Si le progrès de l’hylémorphisme sur le substantialisme est de penser l’individuation comme « prise de forme », il reconduit cependant le même problème. Le problème de l’hylémorphisme, c’est qu’il n’explique pas le processus de prise de forme d’un individu, car il se donne finalement, lui aussi, le principe qui lui permet de rendre compte de l’individu : le concept de « forme » est une réalité déjà individuée, l’individu est présupposé. Cette union d’une matière sans forme et d’une forme sans matière ne peut expliquer la genèse effective de cette entité, parce qu’elle présuppose encore une fois, en tant que principe d’individuation, l’individu dont il s’agit de rendre compte." (p.15)
"Pour Simondon, la distinction que fait Kant entre l’a priori et l’a posteriori, est un retentissement du schème hylémorphique dans la théorie de la connaissance.

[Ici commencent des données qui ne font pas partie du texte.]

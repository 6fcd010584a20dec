//! Simple dynamic calls.
//!
//! This API allows us to call a code pointer with an array of
//! arguments, using libffi to set up the call.
//!
//! # Examples
//!
//! ```
//! use libffi_wasm::ffi_call;
//!
//! let slot = libffi_wasm_sys::host::mock::install_native(Box::new(
//!     |args: *const u8, _args_len: usize, results: *mut u8, _results_len: usize| unsafe {
//!         let x = f32::from_le_bytes(core::slice::from_raw_parts(args, 4).try_into().unwrap());
//!         let y = f32::from_le_bytes(
//!             core::slice::from_raw_parts(args.add(4), 4).try_into().unwrap(),
//!         );
//!         let r = (x * x + y * y).sqrt();
//!         core::ptr::copy_nonoverlapping(r.to_le_bytes().as_ptr(), results, 4);
//!     },
//! ));
//!
//! let result = unsafe { ffi_call!{ slot(3f32, 4f32) -> f32 } };
//!
//! assert!((result - 5f32).abs() < 0.0001);
//! ```

extern crate alloc;

use core::marker::PhantomData;

use crate::middle;
pub use middle::CodePtr;

/// Encapsulates an argument with its type information.
///
/// In order to set up calls using [`fn@call`], we
/// need to wrap (a reference to) each argument in an `Arg`. The usual
/// way to do this is with function [`arg`].
#[derive(Clone, Debug)]
pub struct Arg<'a> {
    // There should be some type T such that type_ is the middle-layer
    // value of Type<T> and value is T::reify().
    type_: middle::Type,
    value: middle::Arg,
    _marker: PhantomData<&'a ()>,
}

impl<'a> Arg<'a> {
    /// Wraps an argument reference for passing to [`fn@call`].
    ///
    /// For a shorter alias of the same, see [`fn@arg`].
    pub fn new<T: super::CType>(arg: &'a T) -> Self {
        Arg {
            type_: T::reify().into_middle(),
            value: middle::Arg::new(arg),
            _marker: PhantomData,
        }
    }
}

/// Constructs an [`Arg`] for passing to [`fn@call`].
pub fn arg<T: super::CType>(arg: &T) -> Arg {
    Arg::new(arg)
}

/// Performs a dynamic call to a function identified by its wasm table
/// slot.
///
/// To reduce boilerplate, see [`ffi_call!`].
///
/// # Examples
///
/// ```
/// use libffi_wasm::high::call::*;
///
/// let slot = libffi_wasm_sys::host::mock::install_native(Box::new(
///     |args: *const u8, _args_len: usize, results: *mut u8, _results_len: usize| unsafe {
///         let x = f32::from_le_bytes(core::slice::from_raw_parts(args, 4).try_into().unwrap());
///         let y = f32::from_le_bytes(
///             core::slice::from_raw_parts(args.add(4), 4).try_into().unwrap(),
///         );
///         let r = (x * x + y * y).sqrt();
///         core::ptr::copy_nonoverlapping(r.to_le_bytes().as_ptr(), results, 4);
///     },
/// ));
///
/// let result = unsafe {
///     call::<f32>(CodePtr::from_table_index(slot), &[arg(&3f32), arg(&4f32)])
/// };
///
/// assert!((result - 5f32).abs() < 0.0001);
/// ```
/// # Safety
/// The signature expected by the slot must match the types of the arguments and the return
/// type. If the types do not match, we get UB.
pub unsafe fn call<R: super::CRetType>(fun: CodePtr, args: &[Arg]) -> R {
    let types = args.iter().map(|arg| arg.type_.clone());
    let cif = middle::Cif::new(types, R::get_return_type().unwrap_or(middle::Type::Void));

    let values = args
        .iter()
        .map(|arg| arg.value.clone())
        .collect::<alloc::vec::Vec<_>>();
    unsafe { cif.call::<R>(fun, &values) }
}

/// Performs a dynamic call to a function identified by its wasm table
/// slot.
///
/// This macro provides sugar for [`high::arg`](crate::high::arg) and
/// [`high::call`](fn@crate::high::call). For more control, see
/// [`high::call`](fn@crate::high::call).
///
/// # Examples
///
/// ```
/// use libffi_wasm::ffi_call;
///
/// let slot = libffi_wasm_sys::host::mock::install_native(Box::new(
///     |args: *const u8, _args_len: usize, results: *mut u8, _results_len: usize| unsafe {
///         let x = f32::from_le_bytes(core::slice::from_raw_parts(args, 4).try_into().unwrap());
///         let y = f32::from_le_bytes(
///             core::slice::from_raw_parts(args.add(4), 4).try_into().unwrap(),
///         );
///         let r = (x * x + y * y).sqrt();
///         core::ptr::copy_nonoverlapping(r.to_le_bytes().as_ptr(), results, 4);
///     },
/// ));
///
/// let result = unsafe { ffi_call!{ slot(3f32, 4f32) -> f32 } };
///
/// assert!((result - 5f32).abs() < 0.0001);
/// ```
#[macro_export]
macro_rules! ffi_call {

    { ( $fun:expr ) ( $( $arg:expr ),* ) -> $ty:ty }
    =>
    {
        $crate::high::call::call::<$ty>(
            $crate::high::call::CodePtr::from_table_index($fun),
            &[$($crate::high::call::arg(&$arg)),*])
    };

    { $fun:ident ( $( $arg:expr ),* ) -> $ty:ty }
    =>
    { ffi_call!{ ($fun)($($arg),*) -> $ty } };

    { ( $fun:expr ) ( $( $arg:expr ),* ) }
    =>
    { ffi_call!{ ($fun)($(arg),*) -> () } };

    { $fun:ident ( $( $arg:expr ),* ) }
    =>
    { ffi_call!{ ($fun)($($arg),*) -> () } };

}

Rappelons que Kant, dans la Critique de la raison pure, insiste sur l’existence de concepts et d’intuitions qui sont a priori, c’est-à-dire qui existent avant toute expérience possible : ce sont des concepts et des intuitions qui ne sont pas empiriques, elles font partie de la forme même de notre raison. Ce ne sont pas pour autant des concepts transcendants, comme l’idée de Dieu ou l’idée d’infini : ce sont des concepts et des intuitions qui rendent possibles l’expérience d’un phénomène. Ils permettent de donner forme au phénomène dont je fais l’expérience, et donc à la connaissance de ce phénomène. Par exemple des intuitions comme l’espace et le temps ne sont pas des phénomènes a posteriori dont je peux faire l’expérience, ce sont deux intuitions a priori qui rendent possible l’expérience que je peux faire d’un phénomène. Pour le dire autrement, je reçois des data sensibles par ma faculté sensible et mon intuition a priori va spatiotemporaliser ces data sous la forme ordonné d’un phénomène. De même, les concepts purs de l’entendement comme les concepts de « causalité », de « continuité » ou de « négation » ne sont pas d’abord des concepts empiriques, mais des catégories logiques a priori qui fondent et qui rendent possible l’expérience d’un phénomène. Pour Simondon, l’ordonnancement de l’a priori (ce qui est avant l’expérience) à l’a posteriori (ce qui dérive de l’expérience) est conçu comme la « forme » et la « matière » de la connaissance : les intuitions et les concepts a priori viennent mettre en forme les data sensibles pour produire un phénomène connaissable." (p.16)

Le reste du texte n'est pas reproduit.